**Task requirements**:
Restate word for word the lines of the records below, starting at the line that contains "for json in" and ending at the line that contains "at_limit.data[0] = u32::MAX as f32;", with both of those lines included and nothing else.
━━━ Material for this task
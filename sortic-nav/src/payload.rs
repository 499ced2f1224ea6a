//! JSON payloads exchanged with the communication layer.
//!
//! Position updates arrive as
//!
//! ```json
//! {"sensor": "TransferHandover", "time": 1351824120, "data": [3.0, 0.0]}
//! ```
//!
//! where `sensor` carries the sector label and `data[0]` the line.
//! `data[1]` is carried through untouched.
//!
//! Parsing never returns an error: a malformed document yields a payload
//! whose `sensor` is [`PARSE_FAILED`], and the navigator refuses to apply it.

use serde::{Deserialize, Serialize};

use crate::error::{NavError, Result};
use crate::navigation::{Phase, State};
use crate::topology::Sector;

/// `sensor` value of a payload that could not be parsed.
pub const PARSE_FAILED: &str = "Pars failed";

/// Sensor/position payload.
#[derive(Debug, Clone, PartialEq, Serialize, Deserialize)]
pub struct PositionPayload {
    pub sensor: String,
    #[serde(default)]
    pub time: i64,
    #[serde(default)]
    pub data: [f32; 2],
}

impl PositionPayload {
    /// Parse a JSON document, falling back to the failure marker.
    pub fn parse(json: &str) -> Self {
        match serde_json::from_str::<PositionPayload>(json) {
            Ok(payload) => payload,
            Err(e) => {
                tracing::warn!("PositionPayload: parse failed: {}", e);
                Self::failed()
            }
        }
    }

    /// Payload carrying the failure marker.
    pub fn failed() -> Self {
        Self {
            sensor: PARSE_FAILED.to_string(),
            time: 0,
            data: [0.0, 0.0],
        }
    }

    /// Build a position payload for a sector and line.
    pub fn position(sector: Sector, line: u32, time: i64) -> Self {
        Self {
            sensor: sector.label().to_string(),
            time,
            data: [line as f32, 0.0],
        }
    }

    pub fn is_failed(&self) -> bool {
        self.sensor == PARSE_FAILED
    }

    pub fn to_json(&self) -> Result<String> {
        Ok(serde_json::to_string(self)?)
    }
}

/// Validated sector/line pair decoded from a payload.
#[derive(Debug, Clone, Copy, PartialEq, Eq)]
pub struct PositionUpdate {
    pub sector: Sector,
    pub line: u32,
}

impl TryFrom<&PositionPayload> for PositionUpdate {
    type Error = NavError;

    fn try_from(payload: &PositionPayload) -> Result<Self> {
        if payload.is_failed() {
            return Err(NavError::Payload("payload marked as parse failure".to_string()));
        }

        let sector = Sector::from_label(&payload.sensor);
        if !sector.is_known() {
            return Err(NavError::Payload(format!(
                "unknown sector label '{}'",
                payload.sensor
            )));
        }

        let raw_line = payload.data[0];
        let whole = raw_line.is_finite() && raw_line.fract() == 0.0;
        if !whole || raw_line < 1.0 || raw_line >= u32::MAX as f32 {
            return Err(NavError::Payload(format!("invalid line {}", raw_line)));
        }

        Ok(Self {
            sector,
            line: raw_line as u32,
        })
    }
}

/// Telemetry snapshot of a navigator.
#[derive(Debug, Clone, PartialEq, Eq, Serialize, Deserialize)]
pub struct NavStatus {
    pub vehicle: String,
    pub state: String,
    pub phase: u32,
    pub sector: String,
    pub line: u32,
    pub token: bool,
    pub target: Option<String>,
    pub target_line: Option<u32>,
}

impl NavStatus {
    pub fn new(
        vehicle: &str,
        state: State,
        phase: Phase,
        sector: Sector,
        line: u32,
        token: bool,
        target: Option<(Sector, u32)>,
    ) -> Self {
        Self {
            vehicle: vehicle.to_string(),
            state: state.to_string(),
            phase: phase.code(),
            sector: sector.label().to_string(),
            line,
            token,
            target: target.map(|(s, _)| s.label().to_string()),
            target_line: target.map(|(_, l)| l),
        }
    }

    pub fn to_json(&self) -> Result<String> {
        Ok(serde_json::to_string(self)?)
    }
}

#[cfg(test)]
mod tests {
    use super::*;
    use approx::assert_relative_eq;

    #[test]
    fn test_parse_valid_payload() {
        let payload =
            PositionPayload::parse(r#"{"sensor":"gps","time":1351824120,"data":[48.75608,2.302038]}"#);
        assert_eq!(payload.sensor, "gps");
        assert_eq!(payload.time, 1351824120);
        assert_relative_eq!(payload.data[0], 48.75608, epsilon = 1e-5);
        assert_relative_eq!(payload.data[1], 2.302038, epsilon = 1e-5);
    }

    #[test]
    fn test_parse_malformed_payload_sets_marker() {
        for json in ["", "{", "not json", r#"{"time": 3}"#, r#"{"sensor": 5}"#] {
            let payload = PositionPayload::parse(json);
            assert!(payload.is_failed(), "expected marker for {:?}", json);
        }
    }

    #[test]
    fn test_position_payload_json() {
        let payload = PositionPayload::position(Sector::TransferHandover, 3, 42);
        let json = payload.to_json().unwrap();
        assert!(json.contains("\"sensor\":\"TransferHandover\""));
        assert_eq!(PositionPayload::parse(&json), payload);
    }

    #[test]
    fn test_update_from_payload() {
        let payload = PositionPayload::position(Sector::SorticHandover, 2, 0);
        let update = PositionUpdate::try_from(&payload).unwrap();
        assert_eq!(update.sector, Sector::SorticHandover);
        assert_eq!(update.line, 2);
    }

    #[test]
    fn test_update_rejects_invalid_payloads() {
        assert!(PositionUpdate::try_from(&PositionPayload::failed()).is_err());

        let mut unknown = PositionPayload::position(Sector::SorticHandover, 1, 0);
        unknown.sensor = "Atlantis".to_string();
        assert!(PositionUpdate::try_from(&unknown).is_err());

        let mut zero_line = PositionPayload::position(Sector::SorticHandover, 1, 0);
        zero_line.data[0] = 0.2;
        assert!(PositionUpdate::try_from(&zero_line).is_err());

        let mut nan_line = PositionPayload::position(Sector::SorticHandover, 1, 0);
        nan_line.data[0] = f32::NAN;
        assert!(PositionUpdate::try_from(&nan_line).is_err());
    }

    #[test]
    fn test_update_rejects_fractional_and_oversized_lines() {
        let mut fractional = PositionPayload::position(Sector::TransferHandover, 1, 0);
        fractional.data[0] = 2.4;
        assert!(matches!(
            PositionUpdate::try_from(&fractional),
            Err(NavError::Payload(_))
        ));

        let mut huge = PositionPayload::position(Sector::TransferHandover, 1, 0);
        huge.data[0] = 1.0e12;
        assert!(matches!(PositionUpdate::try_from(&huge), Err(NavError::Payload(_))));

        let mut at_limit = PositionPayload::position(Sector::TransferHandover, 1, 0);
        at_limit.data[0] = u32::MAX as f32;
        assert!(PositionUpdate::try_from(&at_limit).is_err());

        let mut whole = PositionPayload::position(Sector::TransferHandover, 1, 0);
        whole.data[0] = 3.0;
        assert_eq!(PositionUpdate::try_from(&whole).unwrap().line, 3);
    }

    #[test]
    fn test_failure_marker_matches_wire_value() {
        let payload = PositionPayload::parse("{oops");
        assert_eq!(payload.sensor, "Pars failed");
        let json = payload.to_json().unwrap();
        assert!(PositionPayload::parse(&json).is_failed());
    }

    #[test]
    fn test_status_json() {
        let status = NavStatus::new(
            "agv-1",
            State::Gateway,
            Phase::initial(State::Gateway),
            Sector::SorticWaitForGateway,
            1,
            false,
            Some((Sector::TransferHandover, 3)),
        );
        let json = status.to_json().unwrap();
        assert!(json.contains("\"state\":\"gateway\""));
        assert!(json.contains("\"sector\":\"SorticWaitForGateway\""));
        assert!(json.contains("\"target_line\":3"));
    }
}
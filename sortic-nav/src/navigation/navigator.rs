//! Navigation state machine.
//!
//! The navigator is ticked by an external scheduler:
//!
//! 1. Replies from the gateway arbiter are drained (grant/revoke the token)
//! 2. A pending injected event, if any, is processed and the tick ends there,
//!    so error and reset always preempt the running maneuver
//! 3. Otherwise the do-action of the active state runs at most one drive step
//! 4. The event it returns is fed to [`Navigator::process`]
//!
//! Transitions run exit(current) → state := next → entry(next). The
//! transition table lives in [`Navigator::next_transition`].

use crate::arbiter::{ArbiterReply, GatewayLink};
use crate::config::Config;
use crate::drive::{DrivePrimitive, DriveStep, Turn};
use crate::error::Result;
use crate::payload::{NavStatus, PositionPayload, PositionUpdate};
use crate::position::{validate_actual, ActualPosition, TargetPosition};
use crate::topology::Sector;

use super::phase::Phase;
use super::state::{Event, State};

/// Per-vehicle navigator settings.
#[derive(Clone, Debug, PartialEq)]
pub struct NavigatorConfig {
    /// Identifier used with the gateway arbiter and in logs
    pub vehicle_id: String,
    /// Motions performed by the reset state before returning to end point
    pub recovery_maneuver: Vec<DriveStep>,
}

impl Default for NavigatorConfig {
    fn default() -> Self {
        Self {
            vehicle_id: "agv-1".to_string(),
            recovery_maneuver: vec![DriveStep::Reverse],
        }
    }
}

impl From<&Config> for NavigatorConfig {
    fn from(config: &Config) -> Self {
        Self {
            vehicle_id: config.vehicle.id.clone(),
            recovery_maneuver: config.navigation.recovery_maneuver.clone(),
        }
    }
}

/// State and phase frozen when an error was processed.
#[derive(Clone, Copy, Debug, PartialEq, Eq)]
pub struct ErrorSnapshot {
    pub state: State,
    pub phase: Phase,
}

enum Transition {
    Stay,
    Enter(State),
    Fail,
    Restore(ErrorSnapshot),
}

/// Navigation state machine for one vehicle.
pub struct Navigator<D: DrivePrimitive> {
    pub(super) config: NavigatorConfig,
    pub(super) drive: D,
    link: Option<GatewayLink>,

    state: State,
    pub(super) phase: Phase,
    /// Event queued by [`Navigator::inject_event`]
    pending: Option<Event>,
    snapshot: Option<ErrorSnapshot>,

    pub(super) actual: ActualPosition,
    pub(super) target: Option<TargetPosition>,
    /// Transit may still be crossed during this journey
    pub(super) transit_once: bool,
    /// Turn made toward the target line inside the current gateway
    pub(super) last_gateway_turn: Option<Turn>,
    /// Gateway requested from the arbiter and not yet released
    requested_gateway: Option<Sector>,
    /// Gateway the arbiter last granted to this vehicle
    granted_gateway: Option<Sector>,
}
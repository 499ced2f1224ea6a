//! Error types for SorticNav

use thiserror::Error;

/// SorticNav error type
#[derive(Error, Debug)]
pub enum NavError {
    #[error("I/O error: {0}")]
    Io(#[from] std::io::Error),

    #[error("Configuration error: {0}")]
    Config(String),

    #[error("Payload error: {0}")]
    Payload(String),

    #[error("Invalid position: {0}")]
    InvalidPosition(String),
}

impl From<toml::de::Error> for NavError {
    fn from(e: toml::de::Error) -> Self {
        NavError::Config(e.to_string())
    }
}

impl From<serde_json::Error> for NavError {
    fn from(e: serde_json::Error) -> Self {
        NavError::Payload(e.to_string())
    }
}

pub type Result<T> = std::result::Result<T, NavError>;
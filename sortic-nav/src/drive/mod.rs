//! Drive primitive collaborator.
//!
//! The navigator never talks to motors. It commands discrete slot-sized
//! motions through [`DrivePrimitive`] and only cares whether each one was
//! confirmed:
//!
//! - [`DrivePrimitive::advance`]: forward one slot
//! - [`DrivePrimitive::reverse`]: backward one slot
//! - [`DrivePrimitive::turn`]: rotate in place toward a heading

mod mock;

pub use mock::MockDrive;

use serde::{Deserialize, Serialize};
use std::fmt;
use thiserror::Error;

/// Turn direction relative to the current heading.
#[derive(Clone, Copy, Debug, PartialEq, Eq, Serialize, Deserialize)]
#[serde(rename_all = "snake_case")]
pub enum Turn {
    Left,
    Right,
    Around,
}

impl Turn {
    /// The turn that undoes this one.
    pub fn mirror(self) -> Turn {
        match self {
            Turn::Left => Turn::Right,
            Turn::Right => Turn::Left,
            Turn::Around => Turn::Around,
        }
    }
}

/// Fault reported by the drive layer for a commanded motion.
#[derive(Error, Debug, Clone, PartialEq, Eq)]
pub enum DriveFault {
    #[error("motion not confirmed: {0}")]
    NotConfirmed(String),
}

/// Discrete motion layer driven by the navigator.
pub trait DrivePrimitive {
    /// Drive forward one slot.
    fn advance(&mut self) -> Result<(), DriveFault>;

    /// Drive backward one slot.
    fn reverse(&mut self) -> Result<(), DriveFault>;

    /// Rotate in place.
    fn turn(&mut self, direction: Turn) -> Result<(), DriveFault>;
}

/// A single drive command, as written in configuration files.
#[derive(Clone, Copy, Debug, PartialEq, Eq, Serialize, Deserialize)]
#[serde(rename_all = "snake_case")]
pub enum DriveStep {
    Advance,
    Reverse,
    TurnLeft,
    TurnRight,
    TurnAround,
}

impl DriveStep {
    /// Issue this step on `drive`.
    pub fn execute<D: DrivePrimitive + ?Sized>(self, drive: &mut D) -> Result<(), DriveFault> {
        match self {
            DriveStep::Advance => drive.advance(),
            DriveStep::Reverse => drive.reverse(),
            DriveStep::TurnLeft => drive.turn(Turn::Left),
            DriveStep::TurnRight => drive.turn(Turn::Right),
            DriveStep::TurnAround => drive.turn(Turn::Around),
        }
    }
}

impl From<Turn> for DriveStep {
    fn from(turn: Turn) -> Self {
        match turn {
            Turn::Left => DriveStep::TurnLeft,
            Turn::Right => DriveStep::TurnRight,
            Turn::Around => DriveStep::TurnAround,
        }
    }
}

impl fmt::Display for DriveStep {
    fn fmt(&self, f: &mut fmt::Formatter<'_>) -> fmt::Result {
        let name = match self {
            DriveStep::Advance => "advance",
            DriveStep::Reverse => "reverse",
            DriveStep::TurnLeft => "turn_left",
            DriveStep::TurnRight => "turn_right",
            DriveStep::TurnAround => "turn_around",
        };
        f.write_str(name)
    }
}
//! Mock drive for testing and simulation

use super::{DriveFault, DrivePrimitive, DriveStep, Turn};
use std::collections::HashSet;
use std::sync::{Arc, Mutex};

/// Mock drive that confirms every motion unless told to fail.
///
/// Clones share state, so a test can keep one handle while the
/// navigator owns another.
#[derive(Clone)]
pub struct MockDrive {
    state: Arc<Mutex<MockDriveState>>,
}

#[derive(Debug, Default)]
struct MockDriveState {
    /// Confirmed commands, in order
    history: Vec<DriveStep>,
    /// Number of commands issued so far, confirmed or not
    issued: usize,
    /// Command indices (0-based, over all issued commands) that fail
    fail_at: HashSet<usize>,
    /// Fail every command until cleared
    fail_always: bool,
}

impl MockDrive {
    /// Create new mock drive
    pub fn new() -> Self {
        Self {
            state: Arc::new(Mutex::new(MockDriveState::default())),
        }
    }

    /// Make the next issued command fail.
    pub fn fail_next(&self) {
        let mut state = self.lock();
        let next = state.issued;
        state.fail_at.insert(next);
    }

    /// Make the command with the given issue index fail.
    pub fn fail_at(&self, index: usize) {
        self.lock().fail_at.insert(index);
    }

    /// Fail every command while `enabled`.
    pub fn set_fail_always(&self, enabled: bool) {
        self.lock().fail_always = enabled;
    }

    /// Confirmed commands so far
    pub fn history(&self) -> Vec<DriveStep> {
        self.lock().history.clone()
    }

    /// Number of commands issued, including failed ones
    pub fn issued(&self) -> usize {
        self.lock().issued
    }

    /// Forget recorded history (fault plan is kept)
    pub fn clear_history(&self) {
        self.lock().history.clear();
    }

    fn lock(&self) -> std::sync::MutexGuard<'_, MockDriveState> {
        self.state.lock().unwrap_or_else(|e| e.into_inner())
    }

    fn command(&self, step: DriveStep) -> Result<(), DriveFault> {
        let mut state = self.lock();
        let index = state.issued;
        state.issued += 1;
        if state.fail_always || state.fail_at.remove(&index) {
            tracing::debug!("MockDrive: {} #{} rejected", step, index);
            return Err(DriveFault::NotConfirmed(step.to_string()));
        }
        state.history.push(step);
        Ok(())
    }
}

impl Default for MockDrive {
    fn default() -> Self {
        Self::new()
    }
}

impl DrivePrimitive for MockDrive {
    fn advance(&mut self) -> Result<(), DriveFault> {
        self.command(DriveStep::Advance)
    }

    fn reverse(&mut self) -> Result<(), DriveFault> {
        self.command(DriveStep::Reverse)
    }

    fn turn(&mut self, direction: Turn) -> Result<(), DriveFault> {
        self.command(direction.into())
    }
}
━━━━━━
**Problem solution**:
        for json in ["", "{", "not json", r#"{"time": 3}"#, r#"{"sensor": 5}"#] {
            let payload = PositionPayload::parse(json);
            assert!(payload.is_failed(), "expected marker for {:?}", json);
        }
    }

    #[test]
    fn test_position_payload_json() {
        let payload = PositionPayload::position(Sector::TransferHandover, 3, 42);
        let json = payload.to_json().unwrap();
        assert!(json.contains("\"sensor\":\"TransferHandover\""));
        assert_eq!(PositionPayload::parse(&json), payload);
    }

    #[test]
    fn test_update_from_payload() {
        let payload = PositionPayload::position(Sector::SorticHandover, 2, 0);
        let update = PositionUpdate::try_from(&payload).unwrap();
        assert_eq!(update.sector, Sector::SorticHandover);
        assert_eq!(update.line, 2);
    }

    #[test]
    fn test_update_rejects_invalid_payloads() {
        assert!(PositionUpdate::try_from(&PositionPayload::failed()).is_err());

        let mut unknown = PositionPayload::position(Sector::SorticHandover, 1, 0);
        unknown.sensor = "Atlantis".to_string();
        assert!(PositionUpdate::try_from(&unknown).is_err());

        let mut zero_line = PositionPayload::position(Sector::SorticHandover, 1, 0);
        zero_line.data[0] = 0.2;
        assert!(PositionUpdate::try_from(&zero_line).is_err());

        let mut nan_line = PositionPayload::position(Sector::SorticHandover, 1, 0);
        nan_line.data[0] = f32::NAN;
        assert!(PositionUpdate::try_from(&nan_line).is_err());
    }

    #[test]
    fn test_update_rejects_fractional_and_oversized_lines() {
        let mut fractional = PositionPayload::position(Sector::TransferHandover, 1, 0);
        fractional.data[0] = 2.4;
        assert!(matches!(
            PositionUpdate::try_from(&fractional),
            Err(NavError::Payload(_))
        ));

        let mut huge = PositionPayload::position(Sector::TransferHandover, 1, 0);
        huge.data[0] = 1.0e12;
        assert!(matches!(PositionUpdate::try_from(&huge), Err(NavError::Payload(_))));

        let mut at_limit = PositionPayload::position(Sector::TransferHandover, 1, 0);
        at_limit.data[0] = u32::MAX as f32;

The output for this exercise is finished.